Live a Good Story
Every great story has an inciting incident. An inciting incident is a door we pass through from which there is no returning. In The Hobbit, everything changes for Bilbo when he allows the first dwarf to enter his home. Everything in his world changes after that. In The Sandlot, the crux of the story changes once the kid takes his dad’s Babe Ruth signed baseball. Then when someone hits the ball over the fence and into the junkyard, the whole gang has to work together to get the ball back from “The Beast.”
In Donald Miller’s book A Million Miles in a Thousand Years, he talks about the idea of story, such as a book or a film, and how we can use elements of story to help us live the kinds of stories we love reading or watching. In his book he writes about the importance of “inciting incidents,” and how they propel a character into the meat of a good story.
Well, I feel like I just had one of these “inciting incidents” in my own life. A month ago, I decided to go canyoneering on what turned out to be a fateful day. Four of us got hit by a flashflood as the fury of Zion National Park was unleashed upon us. I captured video of the event that has gotten a decent amount of attention. I have been on a few different news programs to tell the story. A TV show producer in the UK has called and wants to film a few things for a show they are doing on surviving crazy events.
Perhaps my decision to enter that slot canyon was an inciting incident.
Yet I feel like there is an even more clear inciting incident that occurred afterwards. My expensive camera gear was wrecked by the flashflood. What others did not know, is that for the last year I have been working on a film project. I’ve spent a lot of time in Zion filming canyoneering and time lapse sequences. I had always planned to put something together on it, but my specific plans were unclear and undefined. I had no set goal.
After the flashflood I learned that the damages to my camera were irreparable. And replacing all my camera gear is not financially possible for me. So what should I do? Just hang up the towel?
That’s when I was forced to think more creatively about what I was really trying to do. A friend of mine recommended I do a Kickstarter project. I wasn’t really sure what Kickstarter was, but after I looked into it, I realized it was perfect for what I was doing. Except that I needed a very specific goal, a message that I could convey to others detailing exactly what I needed and what specifically was my plan.
So I honed my plan. I thought about what I wanted to do, challenging myself to create something bigger than a 3 minute Youtube video.
Launching this Kickstarter project is an inciting incident. I have made it public what I intend to do. I can’t go back on it now. I need to follow through. I feel an incredible amount of excitement about it. I’ve had a lot of internal motivation for this idea for the last year. Now I have an additional external motivation. People know about my project. People have made financial pledges to the project. Now I need to deliver something stellar.
The whole thing has been a rush. The added pressure of others knowing about my project is making me dig deeper, be more creative, and work harder. And I think that is a good thing for me.
This makes me think of how we can use inciting incidents in our own life to propel us further along. Donald Miller’s book is all about living a good story. How we can take the knowledge of what makes a good story and apply that to what makes a good life. In any story we love, we see a character who wants something and must overcome obstacles in order to get it.

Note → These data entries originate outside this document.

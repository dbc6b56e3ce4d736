//! Modals: order detail, order creation, alerts, and the blocking error
//! alert. All of them are plain open/closed state driven from the app shell.

use client_core::{alerts, triage, BoardView};
use eframe::egui;
use shared::domain::{ChannelId, Order, Product, TableNumber};

use crate::backend_bridge::commands::BackendCommand;
use crate::controller::events::{UiError, UiErrorCategory, UiErrorContext};
use crate::ui::app::BoardGuiApp;

impl BoardGuiApp {
    pub(crate) fn show_modals(&mut self, ctx: &egui::Context) {
        self.show_error_alert(ctx);
        self.show_detail_modal(ctx);
        self.show_create_modal(ctx);
        self.show_alerts_modal(ctx);
    }

    /// Blocking failure alert; the board stays visible but the user has to
    /// acknowledge before carrying on.
    fn show_error_alert(&mut self, ctx: &egui::Context) {
        let Some(err) = self.error_alert.clone() else {
            return;
        };
        egui::Window::new("Something went wrong")
            .collapsible(false)
            .resizable(false)
            .anchor(egui::Align2::CENTER_CENTER, egui::vec2(0.0, 0.0))
            .show(ctx, |ui| {
                ui.label(err.headline());
                let hint = match err.category() {
                    UiErrorCategory::Network => {
                        "Check the connection to the order service and try again."
                    }
                    UiErrorCategory::Validation => "Review the order and try again.",
                    UiErrorCategory::Unknown => "Try again in a moment.",
                };
                ui.weak(hint);
                ui.add_space(8.0);
                if ui.button("OK").clicked() {
                    self.error_alert = None;
                }
            });
    }

    fn selected_order(&self) -> Option<Order> {
        let display_id = self.route.selected_order()?;
        triage(&self.orders, self.route.view())
            .find_by_display_id(display_id)
            .cloned()
    }

    fn show_detail_modal(&mut self, ctx: &egui::Context) {
        if self.route.selected_order().is_none() {
            return;
        }
        let Some(order) = self.selected_order() else {
            // The order left the board between polls; drop the stale link.
            self.set_route(self.route.with_order(None));
            return;
        };

        let mut close = false;
        egui::Window::new(format!("Order #{}", order.display_id.0))
            .collapsible(false)
            .resizable(false)
            .anchor(egui::Align2::CENTER_CENTER, egui::vec2(0.0, 0.0))
            .show(ctx, |ui| {
                ui.strong(super::board::order_title(&order));
                if order.is_canceled() {
                    ui.colored_label(egui::Color32::RED, "This order has been canceled.");
                }
                ui.add_space(6.0);

                ui.columns(2, |columns| {
                    columns[0].label(egui::RichText::new("Items").strong());
                    if order.current_cart.is_empty() {
                        columns[0].weak("No items on this order");
                    }
                    for item in &order.current_cart {
                        columns[0].label(format!("{}x {}", item.amount, item.name));
                        if let Some(notes) = &item.notes {
                            columns[0].small(notes.as_str());
                        }
                    }
                    columns[0].add_space(6.0);
                    columns[0].label(format!("Total: R$ {:.2}", order.total_price));

                    columns[1].label(egui::RichText::new("Customer").strong());
                    if let Some(customer) = &order.customer {
                        columns[1].label(customer.full_name.as_str());
                        if let Some(phone) = &customer.phone {
                            columns[1].horizontal(|ui| {
                                ui.label(phone.as_str());
                                if ui.small_button("Copy").clicked() {
                                    copy_to_clipboard(phone, &mut self.status);
                                }
                            });
                        }
                    } else if let Some(table) = order.table_number {
                        columns[1].label(format!("Table {}", table.0));
                    }
                    if let Some(address) = &order.address {
                        columns[1].label(address.as_str());
                    }
                    if let Some(payment_method) = &order.payment_method {
                        columns[1].label(format!("Payment: {payment_method}"));
                    }
                });

                ui.add_space(8.0);
                ui.horizontal(|ui| {
                    let cancel = ui.add_enabled(
                        !self.mutation_in_flight && !order.is_canceled(),
                        egui::Button::new(
                            egui::RichText::new("Cancel order").color(egui::Color32::RED),
                        ),
                    );
                    if cancel.clicked() {
                        self.mutation_in_flight = true;
                        self.queue_command(BackendCommand::CancelOrder {
                            order: order.clone(),
                        });
                        close = true;
                    }
                    if ui.button("Close").clicked() {
                        close = true;
                    }
                });
            });

        if close {
            self.set_route(self.route.with_order(None));
        }
    }

    fn show_create_modal(&mut self, ctx: &egui::Context) {
        if !self.create_open {
            return;
        }

        let menu = self.menu.clone();
        let mut close = false;
        egui::Window::new("New order")
            .collapsible(false)
            .resizable(false)
            .anchor(egui::Align2::CENTER_CENTER, egui::vec2(0.0, 0.0))
            .show(ctx, |ui| {
                if self.menu_loading {
                    ui.horizontal(|ui| {
                        ui.spinner();
                        ui.label("Loading the menu...");
                    });
                    return;
                }

                ui.columns(2, |columns| {
                    columns[0].label(egui::RichText::new("Menu").strong());
                    egui::ScrollArea::vertical()
                        .id_salt("create_menu")
                        .max_height(320.0)
                        .show(&mut columns[0], |ui| {
                            for product in &menu {
                                self.show_menu_entry(ui, product);
                            }
                            if menu.is_empty() {
                                ui.weak("The menu is empty");
                            }
                        });

                    columns[1].label(egui::RichText::new("Cart").strong());
                    self.show_cart_panel(&mut columns[1]);
                });

                ui.add_space(8.0);
                ui.horizontal(|ui| {
                    let create = ui.add_enabled(
                        !self.creating && !self.cart.is_empty(),
                        egui::Button::new("Create order"),
                    );
                    if create.clicked() {
                        self.submit_order();
                    }
                    if self.creating {
                        ui.spinner();
                    }
                    if ui.button("Cancel").clicked() {
                        close = true;
                    }
                });
            });

        if close {
            self.close_create_modal();
        }
    }

    fn show_menu_entry(&mut self, ui: &mut egui::Ui, product: &Product) {
        egui::Frame::group(ui.style()).show(ui, |ui| {
            ui.horizontal(|ui| {
                ui.strong(product.name.as_str());
                ui.with_layout(egui::Layout::right_to_left(egui::Align::Center), |ui| {
                    ui.label(format!("R$ {:.2}", product.brl_price));
                });
            });
            if !product.description.is_empty() {
                ui.weak(product.description.as_str());
            }
            ui.horizontal(|ui| {
                let quantity = self.cart.quantity_of(product.id);
                if ui
                    .add_enabled(quantity > 0, egui::Button::new("−"))
                    .clicked()
                {
                    self.cart.remove(product.id);
                }
                ui.label(quantity.to_string());
                if ui.button("+").clicked() {
                    self.cart.add(product);
                }
            });
        });
    }

    fn show_cart_panel(&mut self, ui: &mut egui::Ui) {
        if self.cart.is_empty() {
            ui.weak("Cart is empty");
            return;
        }

        let lines = self.cart.lines().to_vec();
        for line in &lines {
            ui.horizontal(|ui| {
                ui.label(format!("{}x {}", line.amount, line.name));
                ui.with_layout(egui::Layout::right_to_left(egui::Align::Center), |ui| {
                    ui.label(format!("R$ {:.2}", line.subtotal()));
                });
            });
        }
        ui.separator();
        ui.strong(format!("Total: R$ {:.2}", self.cart.total_price()));

        if self.route.view() == BoardView::DineIn {
            ui.add_space(6.0);
            ui.horizontal(|ui| {
                ui.label("Table");
                ui.add(
                    egui::TextEdit::singleline(&mut self.table_input)
                        .desired_width(60.0)
                        .hint_text("e.g. 12"),
                );
            });
        }
    }

    fn submit_order(&mut self) {
        // Orders created from the board inherit its channel; the kitchen view
        // has no creation flow at all.
        let channel = self.route.view().channel().unwrap_or(ChannelId::SITE);
        let table_number = self
            .table_input
            .trim()
            .parse::<u32>()
            .ok()
            .map(TableNumber);

        match self.cart.build(channel, table_number) {
            Ok(draft) => {
                self.creating = true;
                self.queue_command(BackendCommand::CreateOrder { draft });
            }
            Err(err) => {
                self.error_alert = Some(UiError::from_message(
                    UiErrorContext::CreateOrder,
                    err.to_string(),
                ));
            }
        }
    }

    fn show_alerts_modal(&mut self, ctx: &egui::Context) {
        if !self.alerts_open {
            return;
        }

        let alerting: Vec<Order> = alerts(&self.orders).into_iter().cloned().collect();
        let mut close = false;
        egui::Window::new("Alerts")
            .collapsible(false)
            .resizable(false)
            .anchor(egui::Align2::CENTER_CENTER, egui::vec2(0.0, 0.0))
            .show(ctx, |ui| {
                if alerting.is_empty() {
                    ui.label("No alerts right now");
                    ui.weak("Every order has been handed over.");
                } else {
                    ui.label(format!("{} orders need follow-up", alerting.len()));
                    ui.add_space(6.0);
                    egui::ScrollArea::vertical()
                        .id_salt("alerts_list")
                        .max_height(360.0)
                        .show(ui, |ui| {
                            for order in &alerting {
                                self.show_alert_entry(ui, order);
                                ui.add_space(6.0);
                            }
                        });
                }
                ui.add_space(8.0);
                if ui.button("Close").clicked() {
                    close = true;
                }
            });

        if close {
            self.alerts_open = false;
        }
    }

    fn show_alert_entry(&mut self, ui: &mut egui::Ui, order: &Order) {
        egui::Frame::group(ui.style()).show(ui, |ui| {
            ui.horizontal(|ui| {
                ui.strong(format!("#{}", order.display_id.0));
                ui.label(super::board::order_title(order));
            });
            for item in &order.current_cart {
                ui.label(format!("{}x {}", item.amount, item.name));
            }
            if let Some(phone) = order.customer.as_ref().and_then(|c| c.phone.as_ref()) {
                ui.horizontal(|ui| {
                    ui.label(phone.as_str());
                    // Copied for a WhatsApp follow-up outside the app.
                    if ui.small_button("Copy phone").clicked() {
                        copy_to_clipboard(phone, &mut self.status);
                    }
                });
            }
            if let Some(address) = &order.address {
                ui.small(address.as_str());
            }
            let finish = ui.add_enabled(
                !self.mutation_in_flight,
                egui::Button::new("Finish alert"),
            );
            if finish.clicked() {
                self.mutation_in_flight = true;
                self.queue_command(BackendCommand::FinishAlert {
                    order: order.clone(),
                });
            }
        });
    }
}

fn copy_to_clipboard(text: &str, status: &mut String) {
    match arboard::Clipboard::new() {
        Ok(mut clipboard) => {
            if clipboard.set_text(text.to_string()).is_ok() {
                *status = "Copied to clipboard".to_string();
            }
        }
        Err(err) => {
            tracing::warn!("clipboard unavailable: {err}");
        }
    }
}
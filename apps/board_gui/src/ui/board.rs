//! Kanban columns and order cards for the three board views.

use client_core::{triage, BoardView};
use eframe::egui;
use shared::domain::Order;

use crate::backend_bridge::commands::BackendCommand;
use crate::ui::app::BoardGuiApp;

impl BoardGuiApp {
    pub(crate) fn show_board(&mut self, ctx: &egui::Context) {
        let buckets = triage(&self.orders, self.route.view());
        egui::CentralPanel::default().show(ctx, |ui| {
            ui.columns(3, |columns| {
                self.show_column(&mut columns[0], "CONFIRMED", &buckets.confirmed);
                self.show_column(&mut columns[1], "PREPARING", &buckets.preparing);
                self.show_column(&mut columns[2], "DONE", &buckets.done);
            });
        });
    }

    fn show_column(&mut self, ui: &mut egui::Ui, title: &str, orders: &[Order]) {
        ui.vertical(|ui| {
            ui.label(egui::RichText::new(title).strong());
            ui.separator();
            egui::ScrollArea::vertical().id_salt(title).show(ui, |ui| {
                if orders.is_empty() {
                    ui.add_space(12.0);
                    ui.weak("No orders in this stage yet");
                }
                for order in orders {
                    self.show_card(ui, order);
                    ui.add_space(6.0);
                }
            });
        });
    }

    fn show_card(&mut self, ui: &mut egui::Ui, order: &Order) {
        egui::Frame::group(ui.style()).show(ui, |ui| {
            ui.horizontal(|ui| {
                ui.strong(format!("#{}", order.display_id.0));
                ui.label(order_title(order));
                if order.is_canceled() {
                    ui.colored_label(egui::Color32::RED, "canceled");
                }
                ui.with_layout(egui::Layout::right_to_left(egui::Align::Center), |ui| {
                    ui.small(finish_time_label(order));
                });
            });

            if order.current_cart.is_empty() {
                ui.weak("No items on this order");
            }
            for item in &order.current_cart {
                ui.label(format!("{}x {}", item.amount, item.name));
                if let Some(notes) = &item.notes {
                    ui.indent((order.display_id, &item.id), |ui| {
                        ui.small(notes.as_str());
                    });
                }
            }

            match self.route.view() {
                BoardView::Kitchen => self.show_kitchen_controls(ui, order),
                BoardView::Delivery | BoardView::DineIn => {
                    if ui.button("View details").clicked() {
                        self.set_route(self.route.with_order(Some(order.display_id)));
                    }
                }
            }
        });
    }

    /// Up/down controls move exactly one stage; each control disappears at
    /// its end of the workflow.
    fn show_kitchen_controls(&mut self, ui: &mut egui::Ui, order: &Order) {
        let status = order.status();
        ui.horizontal(|ui| {
            if let Some(previous) = status.prev() {
                let back = ui.add_enabled(
                    !self.mutation_in_flight,
                    egui::Button::new(format!("⬆ {}", previous.label())),
                );
                if back.clicked() {
                    self.mutation_in_flight = true;
                    self.queue_command(BackendCommand::MoveOrder {
                        order: order.clone(),
                        to: previous,
                    });
                }
            }
            if let Some(next) = status.next() {
                let forward = ui.add_enabled(
                    !self.mutation_in_flight,
                    egui::Button::new(format!("⬇ {}", next.label())),
                );
                if forward.clicked() {
                    self.mutation_in_flight = true;
                    self.queue_command(BackendCommand::MoveOrder {
                        order: order.clone(),
                        to: next,
                    });
                }
            }
        });
    }
}

pub(crate) fn order_title(order: &Order) -> String {
    if let Some(customer) = &order.customer {
        return customer.full_name.clone();
    }
    if let Some(table) = order.table_number {
        return format!("Table {}", table.0);
    }
    "Walk-in order".to_string()
}

pub(crate) fn finish_time_label(order: &Order) -> String {
    match order.finished_at {
        Some(finished_at) => finished_at
            .with_timezone(&chrono::Local)
            .format("%H:%M")
            .to_string(),
        None => "—".to_string(),
    }
}

#[cfg(test)]
mod tests {
    use shared::domain::{ChannelId, Customer, DisplayId, OrderId, TableNumber};

    use super::*;

    fn bare_order() -> Order {
        Order {
            id: OrderId("ord-1".to_string()),
            display_id: DisplayId(1),
            channel_id: ChannelId::SITE,
            customer: None,
            address: None,
            payment_method: None,
            table_number: None,
            current_cart: Vec::new(),
            total_price: 0.0,
            finished_at: None,
            canceled_at: None,
            post_checkout_status: None,
        }
    }

    #[test]
    fn card_title_prefers_customer_then_table() {
        let mut order = bare_order();
        assert_eq!(order_title(&order), "Walk-in order");

        order.table_number = Some(TableNumber(12));
        assert_eq!(order_title(&order), "Table 12");

        order.customer = Some(Customer {
            full_name: "Marina Lopes".to_string(),
            phone: None,
        });
        assert_eq!(order_title(&order), "Marina Lopes");
    }

    #[test]
    fn unfinished_orders_show_a_placeholder_time() {
        assert_eq!(finish_time_label(&bare_order()), "—");
    }
}
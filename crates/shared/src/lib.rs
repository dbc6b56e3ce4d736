//! Shared wire types for the order board: the order/menu domain model and the
//! client-side API error taxonomy.

pub mod domain;
pub mod error;
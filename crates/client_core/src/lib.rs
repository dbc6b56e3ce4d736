//! Client core for the restaurant order board: the REST client for the order
//! service, status triage, cart building, board polling, and settings.

use chrono::Utc;
use reqwest::{Client, StatusCode};
use shared::{
    domain::{BusinessId, Order, OrderDraft, OrderStatus, Product},
    error::{ApiError, ErrorCode},
};

pub mod cart;
pub mod config;
pub mod poll;
pub mod triage;

pub use cart::{CartBuilder, CartError};
pub use config::{load_settings, Settings};
pub use poll::{BoardEvent, BoardWatcher, BOARD_POLL_INTERVAL, KITCHEN_POLL_INTERVAL};
pub use triage::{alerts, triage, BoardView, Buckets};

/// Thin client for the external order service. One base URL, no retries, no
/// auth; every failure is mapped into [`ApiError`] at the call site.
#[derive(Clone)]
pub struct OrdersClient {
    http: Client,
    base_url: String,
}

impl OrdersClient {
    pub fn new(base_url: impl Into<String>) -> Self {
        let mut base_url = base_url.into();
        while base_url.ends_with('/') {
            base_url.pop();
        }
        Self {
            http: Client::new(),
            base_url,
        }
    }

    pub fn base_url(&self) -> &str {
        &self.base_url
    }

    pub async fn fetch_orders(&self, business: BusinessId) -> Result<Vec<Order>, ApiError> {
        let response = self
            .http
            .get(format!("{}/orders/{}", self.base_url, business.0))
            .send()
            .await
            .map_err(request_error)?;
        decode_json(response).await
    }

    pub async fn fetch_menu(&self, business: BusinessId) -> Result<Vec<Product>, ApiError> {
        let response = self
            .http
            .get(format!("{}/menu/{}", self.base_url, business.0))
            .send()
            .await
            .map_err(request_error)?;
        decode_json(response).await
    }

    pub async fn create_order(
        &self,
        business: BusinessId,
        draft: &OrderDraft,
    ) -> Result<(), ApiError> {
        let response = self
            .http
            .post(format!("{}/orders/{}", self.base_url, business.0))
            .json(draft)
            .send()
            .await
            .map_err(request_error)?;
        check_status(response)
    }

    /// Full-object upsert; the order service has no field-level update route,
    /// so every mutation ships the whole order with one field changed.
    pub async fn upsert_order(&self, business: BusinessId, order: &Order) -> Result<(), ApiError> {
        let response = self
            .http
            .post(format!("{}/orders/{}", self.base_url, business.0))
            .json(order)
            .send()
            .await
            .map_err(request_error)?;
        check_status(response)
    }

    /// Move an order to another kitchen stage. Callers re-fetch the list
    /// afterwards; there is no optimistic update and last write wins.
    pub async fn set_status(
        &self,
        business: BusinessId,
        order: &Order,
        status: OrderStatus,
    ) -> Result<Order, ApiError> {
        let mut updated = order.clone();
        updated.post_checkout_status = Some(status);
        self.upsert_order(business, &updated).await?;
        Ok(updated)
    }

    /// Stamp `canceled_at` and upsert. Canceled orders are never deleted
    /// client-side.
    pub async fn cancel_order(
        &self,
        business: BusinessId,
        order: &Order,
    ) -> Result<Order, ApiError> {
        let mut updated = order.clone();
        updated.canceled_at = Some(Utc::now());
        self.upsert_order(business, &updated).await?;
        Ok(updated)
    }

    /// Stamp `finished_at` and upsert; clears the order from the alert list.
    pub async fn finish_order(
        &self,
        business: BusinessId,
        order: &Order,
    ) -> Result<Order, ApiError> {
        let mut updated = order.clone();
        updated.finished_at = Some(Utc::now());
        self.upsert_order(business, &updated).await?;
        Ok(updated)
    }
}

fn request_error(err: reqwest::Error) -> ApiError {
    ApiError::network(err.to_string())
}

fn status_error(status: StatusCode) -> ApiError {
    let code = if status == StatusCode::NOT_FOUND {
        ErrorCode::NotFound
    } else if status.is_client_error() {
        ErrorCode::Validation
    } else {
        ErrorCode::Internal
    };
    ApiError::new(code, format!("order service returned {status}"))
}

fn check_status(response: reqwest::Response) -> Result<(), ApiError> {
    let status = response.status();
    if status.is_success() {
        Ok(())
    } else {
        Err(status_error(status))
    }
}

async fn decode_json<T: serde::de::DeserializeOwned>(
    response: reqwest::Response,
) -> Result<T, ApiError> {
    let status = response.status();
    if !status.is_success() {
        return Err(status_error(status));
    }
    response.json().await.map_err(|err| {
        ApiError::new(
            ErrorCode::Internal,
            format!("invalid order service payload: {err}"),
        )
    })
}

#[cfg(test)]
#[path = "tests/lib_tests.rs"]
mod tests;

The tougher the obstacles, the higher the stakes, the better the story.
So here is our opportunity. We can help ourselves to live a better story by choosing something specific to go after. Something with risks, where failure is a possibility. And we can use inciting incidents in order to push ourselves through that doorway we can’t return through.
We must then become aware that there will be obstacles. And when those obstacles come, we can view them differently. When we view life this way, obstacles are no longer the worst thing in the world. They are opportunities to make our stories better. And to make accomplishing our goal that much more rewarding.
Think on the movie The Blind Side. It is already hard as hell to make it to the NFL. Yet watching a movie about every person that gets drafted isn’t going to fly. But when you tell a story about a guy who was homeless that makes it to the NFL, you’ve got a story that has people cry at the end and wins awards.
So if you are feeling discontent with your life’s story, like you aren’t going anywhere, try using the elements of story to help you live a better one.
Because as Miller says, “as soon as you point toward a horizon, life no longer feels meaningless. And suddenly there’s risk in your story and a question about whether you’ll make it.”